I have gathered from these that I am a loving person, that I am person you can count on for a hug, for laughter, for a drink and generally the kind of friend one is blessed to have.

For many years these definitions have fed a very central part of me, my ego. You see this did not happen by mistake, I set out to be that person, a person that others could depend on.

What I hadn't realised is that I had gone out of my way to be this person because this is what I needed other people to be for me.

If you have been following my column you will know that my mother died when I was 12 but it wasn't just her body that left; the hugs left with her, she took her laughter with her, she took the force of protection with her.

It has taken me this long, 21 years later to accept that not only is mama not coming back but neither are her hugs, her laughter and everything else that she embodied. I cannot recreate them or her.

As hurt as I still am, I am not 12 anymore. I don't need the same coping mechanisms I needed then.

Life hasn't always had a feeling of fullness, because I spent so much of my time giving to people what I needed.

In a perfect world I would have had these parts returned to me with the same gusto that I gave them out with.

Many of the people that describe me as I have outlined above, I could not say the same about them.

I opened myself up to parasitic relationships that sucked love and laughter out of me, leaving nothing for myself, the one person that needed me the most.

Many of us feel broken, so we are attracted to broken people because we hope that we can fix them and, in so doing, they may turn around and fix us. We are left even more broken.

Looking within can be a hard and daunting task to undertake, but the things that demand that we do carry on eating away at us until the day we have the courage to look inward.

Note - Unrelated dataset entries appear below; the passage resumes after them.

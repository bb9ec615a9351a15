use crate::frame::Frame;
use crate::image_classifier::interface::{ClassificationResult, ClassifierError, ImageClassifier};
use crate::image_classifier::models::model_config::ModelConfig;
use crate::image_classifier::top_k::top_k_classifications;
use crate::image_classifier::tract::image::frame_image_to_tensor;
use crate::library::logger::interface::Logger;
use std::sync::Arc;
use std::time::Instant;
use tract_onnx::prelude::*;

pub struct ImageClassifierTractOnnx {
    model: SimplePlan<TypedFact, Box<dyn TypedOp>, TypedModel>,
    config: ModelConfig,
}

impl ImageClassifierTractOnnx {
    pub fn new(
        config: ModelConfig,
        use_gpu: bool,
        logger: Arc<dyn Logger + Send + Sync>,
    ) -> Result<Self, ClassifierError> {
        let logger = logger.with_namespace("image_classifier").with_namespace("tract");
        if use_gpu {
            let _ = logger.info("GPU requested, tract evaluates on the CPU");
        }

        let (height, width) = config.input_shape;
        let model = tract_onnx::onnx()
            .model_for_path(&config.onnx_model_path)
            .and_then(|model| {
                model.with_input_fact(0, f32::fact([1, 3, height as usize, width as usize]).into())
            })
            .and_then(|model| model.into_optimized())
            .and_then(|model| model.into_runnable())
            .map_err(|e| {
                ClassifierError::Unavailable(format!("{}: {}", config.onnx_model_path, e))
            })?;

        let _ = logger.info(&format!(
            "Loaded {} with {} labels",
            config.onnx_model_path,
            config.labels.len()
        ));

        Ok(Self { model, config })
    }
}

impl ImageClassifier for ImageClassifierTractOnnx {
    fn classify(&self, frame: &Frame, top_k: usize) -> Result<ClassificationResult, ClassifierError> {
        let start = Instant::now();

        let image = frame
            .to_rgb_image()
            .ok_or_else(|| ClassifierError::InvalidFrame(format!("{:?}", frame)))?;

        let (height, width) = self.config.input_shape;
        let input = frame_image_to_tensor(&image, width, height);

        let outputs = self
            .model
            .run(tvec!(input.into_tvalue()))
            .map_err(|e| ClassifierError::Evaluation(e.to_string()))?;

        let output = outputs
            .first()
            .ok_or_else(|| ClassifierError::Evaluation("model produced no output".to_string()))?
            .to_array_view::<f32>()
            .map_err(|e| ClassifierError::Evaluation(e.to_string()))?;

        let scores: Vec<f32> = output.iter().copied().collect();

        Ok(ClassificationResult {
            classifications: top_k_classifications(&scores, &self.config.labels, top_k),
            elapsed: start.elapsed(),
        })
    }
}
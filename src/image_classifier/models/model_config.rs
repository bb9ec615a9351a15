#[derive(Debug, Clone, PartialEq)]
pub struct ModelConfig {
    pub onnx_model_path: String,
    /// (height, width) of the network input.
    pub input_shape: (u32, u32),
    /// Class names indexed by output position.
    pub labels: Vec<String>,
}
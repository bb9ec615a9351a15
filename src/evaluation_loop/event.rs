use crate::image_classifier::interface::{ClassificationResult, ClassifierError};

/// Outcome of offering one frame to the classifier.
#[derive(Debug)]
pub enum Evaluation {
    Completed(ClassificationResult),
    /// Another evaluation held the guard; the frame was dropped.
    Busy,
    /// The frame carried no usable pixels.
    Unusable,
    Failed(ClassifierError),
}

#[derive(Debug, Default, Clone, PartialEq, Eq)]
pub struct LoopStats {
    pub evaluated: u64,
    pub failed: u64,
    pub dropped_busy: u64,
    pub dropped_unusable: u64,
    pub dropped_replaced: u64,
}

/// Sent from the evaluation thread to the presentation context.
#[derive(Debug)]
pub enum LoopEvent {
    Result(ClassificationResult),
    Stopped(LoopStats),
}
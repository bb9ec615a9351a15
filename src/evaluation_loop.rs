pub mod event;
pub mod main;
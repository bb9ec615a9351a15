use std::time::Instant;

#[derive(Debug, Clone, Copy, PartialEq, Eq)]
pub enum PixelFormat {
    Bgra8,
    Rgb8,
}

impl PixelFormat {
    pub fn bytes_per_pixel(&self) -> usize {
        match self {
            PixelFormat::Bgra8 => 4,
            PixelFormat::Rgb8 => 3,
        }
    }
}

/// One captured image. Moved from stage to stage, never shared.
#[derive(Clone)]
pub struct Frame {
    pub pixels: Vec<u8>,
    pub width: u32,
    pub height: u32,
    pub pixel_format: PixelFormat,
    pub captured_at: Instant,
}

impl Frame {
    pub fn new(pixels: Vec<u8>, width: u32, height: u32, pixel_format: PixelFormat) -> Self {
        Self {
            pixels,
            width,
            height,
            pixel_format,
            captured_at: Instant::now(),
        }
    }

    pub fn from_image(image: &image::DynamicImage) -> Self {
        let rgb = image.to_rgb8();
        let (width, height) = rgb.dimensions();
        Self::new(rgb.into_raw(), width, height, PixelFormat::Rgb8)
    }

    /// Same pixels, stamped as captured now. Used to replay a static frame.
    pub fn recaptured(&self) -> Self {
        Self {
            captured_at: Instant::now(),
            ..self.clone()
        }
    }

    /// Buffer length a `width`x`height` image needs, or none if it does not fit in memory.
    pub fn byte_len(width: u32, height: u32, pixel_format: PixelFormat) -> Option<usize> {
        (width as usize)
            .checked_mul(height as usize)?
            .checked_mul(pixel_format.bytes_per_pixel())
    }

    pub fn has_payload(&self) -> bool {
        self.width > 0
            && self.height > 0
            && Frame::byte_len(self.width, self.height, self.pixel_format)
                == Some(self.pixels.len())
    }

    pub fn to_rgb_image(&self) -> Option<image::RgbImage> {
        if !self.has_payload() {
            return None;
        }

        let rgb = match self.pixel_format {
            PixelFormat::Rgb8 => self.pixels.clone(),
            PixelFormat::Bgra8 => self
                .pixels
                .chunks_exact(4)
                .flat_map(|bgra| [bgra[2], bgra[1], bgra[0]])
                .collect(),
        };

        image::RgbImage::from_raw(self.width, self.height, rgb)
    }
}

impl std::fmt::Debug for Frame {
    fn fmt(&self, f: &mut std::fmt::Formatter<'_>) -> std::fmt::Result {
        f.debug_struct("Frame")
            .field("width", &self.width)
            .field("height", &self.height)
            .field("pixel_format", &self.pixel_format)
            .field("bytes", &self.pixels.len())
            .finish()
    }
}
use crate::device_gaze::interface::DeviceGaze;

/// Reports the same hit distance forever, for setups without scene geometry.
pub struct DeviceGazeFixed {
    distance: Option<f32>,
}

impl DeviceGazeFixed {
    pub fn new(distance: Option<f32>) -> Self {
        Self { distance }
    }
}

impl DeviceGaze for DeviceGazeFixed {
    fn hit_distance(&self) -> Option<f32> {
        self.distance
    }
}
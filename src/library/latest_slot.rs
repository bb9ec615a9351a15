use std::sync::atomic::{AtomicU64, Ordering};
use std::sync::Mutex;

/// Single-slot buffer where a newer item replaces an unconsumed older one.
///
/// The producer never waits on the consumer: `put` only holds the lock long
/// enough to swap the slot. Replaced items are dropped and counted.
pub struct LatestSlot<T> {
    slot: Mutex<Option<T>>,
    overwritten: AtomicU64,
}

impl<T> Default for LatestSlot<T> {
    fn default() -> Self {
        Self::new()
    }
}

impl<T> LatestSlot<T> {
    pub fn new() -> Self {
        Self {
            slot: Mutex::new(None),
            overwritten: AtomicU64::new(0),
        }
    }

    /// Stores `item`, discarding whatever was still pending.
    pub fn put(&self, item: T) {
        let previous = match self.slot.lock() {
            Ok(mut slot) => slot.replace(item),
            Err(poisoned) => poisoned.into_inner().replace(item),
        };

        if previous.is_some() {
            self.overwritten.fetch_add(1, Ordering::Relaxed);
        }
    }

    /// Takes the pending item, leaving the slot empty.
    pub fn take(&self) -> Option<T> {
        match self.slot.lock() {
            Ok(mut slot) => slot.take(),
            Err(poisoned) => poisoned.into_inner().take(),
        }
    }

    /// Number of items replaced before anyone took them.
    pub fn overwritten(&self) -> u64 {
        self.overwritten.load(Ordering::Relaxed)
    }
}
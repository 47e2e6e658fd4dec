//! Local disk strategy
//!
//! Treats the source as a directory and looks for `<name>-<version>.*` in it.
//! When several files match, the lexicographically first path wins, so the
//! pick does not depend on directory listing order.
//!
//! `.zip` and `.7z` payloads are staged and extracted into `<root>/<name>`.
//! Anything else is copied as-is to `<root>/<name><ext>`, where `<ext>` is
//! everything after `<name>-<version>` in the matched file name. That keeps
//! compound suffixes whole (`foo-1.0.0.tar.gz` installs as `foo.tar.gz`),
//! unlike the archive format check, which only reads the last suffix.

use super::staging::{remove_staged, StagingFile};
use super::{Acquired, FetchContext};
use crate::core::error::AcquireError;
use crate::core::manifest::Dependency;
use crate::core::output;
use crate::extract::ArchiveFormat;
use std::fs::File;
use std::path::{Path, PathBuf};

/// Glob pattern for `dep` inside `source`, with glob metacharacters escaped.
pub fn search_pattern(source: &str, dep: &Dependency) -> String {
    let dir = glob::Pattern::escape(source);
    let sep = if dir.is_empty() || dir.ends_with('/') || dir.ends_with('\\') {
        ""
    } else {
        "/"
    };
    format!("{}{}{}.*", dir, sep, glob::Pattern::escape(&dep.stem()))
}

/// First file matching `<source>/<name>-<version>.*`, in sorted order.
pub fn find_candidate(source: &str, dep: &Dependency) -> Result<PathBuf, AcquireError> {
    let pattern = search_pattern(source, dep);
    let mut matches: Vec<PathBuf> = glob::glob(&pattern)
        .map_err(|e| AcquireError::Pattern {
            pattern: pattern.clone(),
            message: e.to_string(),
        })?
        .filter_map(Result::ok)
        .filter(|p| p.is_file())
        .collect();

    matches.sort();
    matches
        .into_iter()
        .next()
        .ok_or(AcquireError::NotFound { pattern })
}

/// Extension of a matched payload: what follows `<name>-<version>` in its name.
///
/// `foo-1.0.0.tar.gz` gives `.tar.gz`.
pub fn payload_extension(path: &Path, dep: &Dependency) -> String {
    let file_name = path
        .file_name()
        .map(|n| n.to_string_lossy().into_owned())
        .unwrap_or_default();

    match file_name.strip_prefix(&dep.stem()) {
        Some(rest) => rest.to_string(),
        None => path
            .extension()
            .map(|e| format!(".{}", e.to_string_lossy()))
            .unwrap_or_default(),
    }
}

/// Copy (and if needed extract) a dependency found on disk.
pub fn copy_from_disk(
    ctx: &FetchContext<'_>,
    dep: &Dependency,
    source: &str,
) -> Result<Acquired, AcquireError> {
    let path = find_candidate(source, dep)?;
    let location = path.display().to_string();
    let ext = payload_extension(&path, dep);
    let format = ArchiveFormat::from_extension(&ext);

    let installed = match format {
        ArchiveFormat::Raw => {
            let dest = ctx.root.raw_path(&dep.name, &ext);
            if let Err(e) = ctx.extractor.extract(&path, ArchiveFormat::Raw, &dest) {
                remove_partial_file(&dest);
                return Err(AcquireError::extract(location, e));
            }
            dest
        }
        ArchiveFormat::Zip | ArchiveFormat::SevenZ => {
            let archive = stage_copy(&path, ctx.staging_dir, &ext)
                .map_err(|e| AcquireError::io(&location, e))?;

            let dest = ctx
                .root
                .ensure_dependency_dir(&dep.name)
                .map_err(|e| AcquireError::io(&location, e))?;

            ctx.extractor
                .extract(&archive, format, &dest)
                .map_err(|e| AcquireError::extract(&location, e))?;

            remove_staged(archive);
            dest
        }
    };

    Ok(Acquired {
        location,
        installed,
        format,
    })
}

/// Remove a half-written raw copy. Nothing there is fine.
fn remove_partial_file(dest: &Path) {
    match std::fs::remove_file(dest) {
        Ok(()) => {}
        Err(e) if e.kind() == std::io::ErrorKind::NotFound => {}
        Err(e) => output::warning(&format!(
            "cannot remove partial copy {}: {}",
            dest.display(),
            e
        )),
    }
}

fn stage_copy(src: &Path, staging_dir: &Path, ext: &str) -> std::io::Result<tempfile::TempPath> {
    let mut staging = StagingFile::create(staging_dir, ext)?;
    let mut input = File::open(src)?;
    std::io::copy(&mut input, staging.as_file_mut())?;
    staging.into_archive()
}
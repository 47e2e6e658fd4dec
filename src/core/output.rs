//! Terminal output for a dependency run
//!
//! Progress goes to stdout, problems to stderr. Spinners and byte bars live
//! in [`crate::core::progress`].

use crate::core::manifest::Dependency;
use owo_colors::OwoColorize;
use std::fmt::Display;
use std::path::Path;

/// "==> Resolving 3 dependencies into dep"
pub fn run_header(count: usize, root: &Path) {
    let noun = if count == 1 { "dependency" } else { "dependencies" };
    let message = format!("Resolving {} {} into {}", count, noun, root.display());
    println!("{} {}", "==>".blue().bold(), message.bold());
}

/// "(1/3) zlib 1.3.1"
pub fn dependency_header(current: usize, total: usize, dep: &Dependency) {
    println!(
        "{} {} {}",
        format!("({}/{})", current, total).cyan(),
        dep.name.bold(),
        dep.version
    );
}

/// One failed attempt, dimmed under the dependency header.
pub fn attempt_failed(strategy: impl Display, location: &str, error: impl Display) {
    detail(&format!("{} {}: {}", strategy, location, error));
}

/// "==> Resolved zlib 1.3.1 from https://... (remote zip)"
pub fn resolved(dep: &Dependency, source: &str, strategy: impl Display) {
    let message = format!(
        "Resolved {} {} from {} ({})",
        dep.name, dep.version, source, strategy
    );
    println!("{} {}", "==>".green().bold(), message.green());
}

/// Terminal failure of one dependency.
pub fn unresolved(dep: &Dependency, error: impl Display) {
    let message = format!(
        "Error while trying to download {} {}: {}",
        dep.name, dep.version, error
    );
    eprintln!("{} {}", "error:".red().bold(), message.red());
}

/// Final tally; names the unresolved dependencies, if any.
pub fn summary(resolved: usize, total: usize, unresolved: &[&str]) {
    if unresolved.is_empty() {
        let message = format!("resolved {} of {} dependencies", resolved, total);
        println!("{} {}", "==>".green().bold(), message.green());
    } else {
        println!(
            "{} resolved {} of {} dependencies (unresolved: {})",
            "::".cyan(),
            resolved,
            total,
            unresolved.join(", ").yellow()
        );
    }
}

/// Dimmed, indented line
pub fn detail(message: &str) {
    println!("     {}", message.dimmed());
}

pub fn warning(message: &str) {
    eprintln!("{} {}", "warning:".yellow().bold(), message.yellow());
}
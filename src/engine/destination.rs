//! Dependency directory lifecycle
//!
//! The root is wiped and recreated once per run. Per-dependency
//! subdirectories are created lazily by whichever strategy first writes into
//! them; creating one that already exists is a no-op.

use crate::core::error::SetupError;
use std::io;
use std::path::{Path, PathBuf};

/// The on-disk root every resolved dependency lands in.
#[derive(Debug)]
pub struct DependencyRoot {
    path: PathBuf,
}

impl DependencyRoot {
    /// Delete `path` recursively if it exists, then create it empty.
    ///
    /// Fails if `path` exists but is not a directory, or on any IO error.
    pub fn reset(path: &Path) -> Result<Self, SetupError> {
        match std::fs::symlink_metadata(path) {
            Ok(md) if md.is_dir() => {
                std::fs::remove_dir_all(path).map_err(|source| SetupError::ResetRoot {
                    path: path.to_path_buf(),
                    source,
                })?;
            }
            Ok(_) => return Err(SetupError::NotADirectory(path.to_path_buf())),
            Err(e) if e.kind() == io::ErrorKind::NotFound => {}
            Err(source) => {
                return Err(SetupError::ResetRoot {
                    path: path.to_path_buf(),
                    source,
                });
            }
        }

        std::fs::create_dir_all(path).map_err(|source| SetupError::CreateRoot {
            path: path.to_path_buf(),
            source,
        })?;

        Ok(Self {
            path: path.to_path_buf(),
        })
    }

    pub fn path(&self) -> &Path {
        &self.path
    }

    /// `<root>/<name>`, whether or not it exists yet.
    pub fn dependency_dir(&self, name: &str) -> PathBuf {
        self.path.join(name)
    }

    /// Create `<root>/<name>` if missing and return it.
    pub fn ensure_dependency_dir(&self, name: &str) -> io::Result<PathBuf> {
        let dir = self.dependency_dir(name);
        std::fs::create_dir_all(&dir)?;
        Ok(dir)
    }

    /// `<root>/<name><ext>`, the target of a raw transfer.
    pub fn raw_path(&self, name: &str, ext: &str) -> PathBuf {
        self.path.join(format!("{}{}", name, ext))
    }

    /// Remove whatever a failed dependency left in `<root>/<name>`.
    pub fn discard(&self, name: &str) -> io::Result<()> {
        let dir = self.dependency_dir(name);
        if dir.is_dir() {
            std::fs::remove_dir_all(&dir)?;
        }
        Ok(())
    }

    /// Names of everything currently in the root, sorted.
    pub fn entries(&self) -> io::Result<Vec<String>> {
        let mut names = Vec::new();
        for entry in std::fs::read_dir(&self.path)? {
            names.push(entry?.file_name().to_string_lossy().into_owned());
        }
        names.sort();
        Ok(names)
    }
}

/// A dependency name must be a single plain path component.
pub fn is_safe_name(name: &str) -> bool {
    !name.is_empty()
        && name != "."
        && name != ".."
        && !name.contains(['/', '\\'])
        && !name.chars().any(char::is_whitespace)
}
//! Pinned dependency fetcher
//!
//! Reads a manifest of `<name> <version>` lines and materializes every
//! dependency under a local dependency directory, trying an ordered list of
//! repositories until one of them delivers.
//!
//! # Example Manifest
//!
//! ```text
//! # dependencies for the firmware build
//! zlib 1.3.1
//! bootloader 2.3.1
//! calibration 2024.06
//! ```
//!
//! # Sources and Strategies
//!
//! Each repository is a URL or a directory. For every repository, in order,
//! three strategies are tried:
//!
//! 1. `GET <repo>/<name>-<version>.zip`, extracted into `<dep>/<name>/`
//! 2. `GET <repo>/<name>-<version>.7z`, extracted flat with the 7-Zip tool
//! 3. `<repo>/<name>-<version>.*` on disk; `.zip`/`.7z` are extracted, any
//!    other file is copied to `<dep>/<name><ext>` unchanged
//!
//! The first success wins. If nothing works, the last error is reported and
//! the run continues with the next dependency.
//!
//! # Library Use
//!
//! ```no_run
//! use dep_fetch::{Config, Manifest, Resolver};
//!
//! let config = Config {
//!     repositories: vec!["https://deps.example.com/artifacts".into()],
//!     ..Config::default()
//! };
//! let manifest = Manifest::parse("zlib 1.3.1\n");
//! let report = Resolver::new(&config).run(&manifest)?;
//! println!("{} resolved", report.resolved_count());
//! # Ok::<(), dep_fetch::SetupError>(())
//! ```

pub mod core;
pub mod engine;
pub mod extract;
pub mod fetch;

pub use crate::core::config::{Config, Overrides};
pub use crate::core::error::{AcquireError, ExtractError, SetupError};
pub use crate::core::manifest::{Dependency, Manifest};
pub use crate::core::output;
pub use crate::engine::{Attempt, Outcome, Resolution, Resolver, RunReport};
pub use crate::extract::{ArchiveFormat, Extractor};
pub use crate::fetch::Strategy;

All the alcohol, sex or whatever distraction one chooses doesn't take them away, all that it does is allow us the false feeling of thinking everything is okay when it isn't.

I have started to let go of some friends because I am tired of carrying them. A few years ago, when I had just met Lebo Mashile, she spoke to me on many occasions about the magic of being in your thirties.

That feeling of being enough and not needing to have - let me just say- squads of friends? In the past week I have thought back to those conversations with Lebo. And I have opened my heart and mind to letting go of squads, to remember that it's in the quality and not quantity that matters.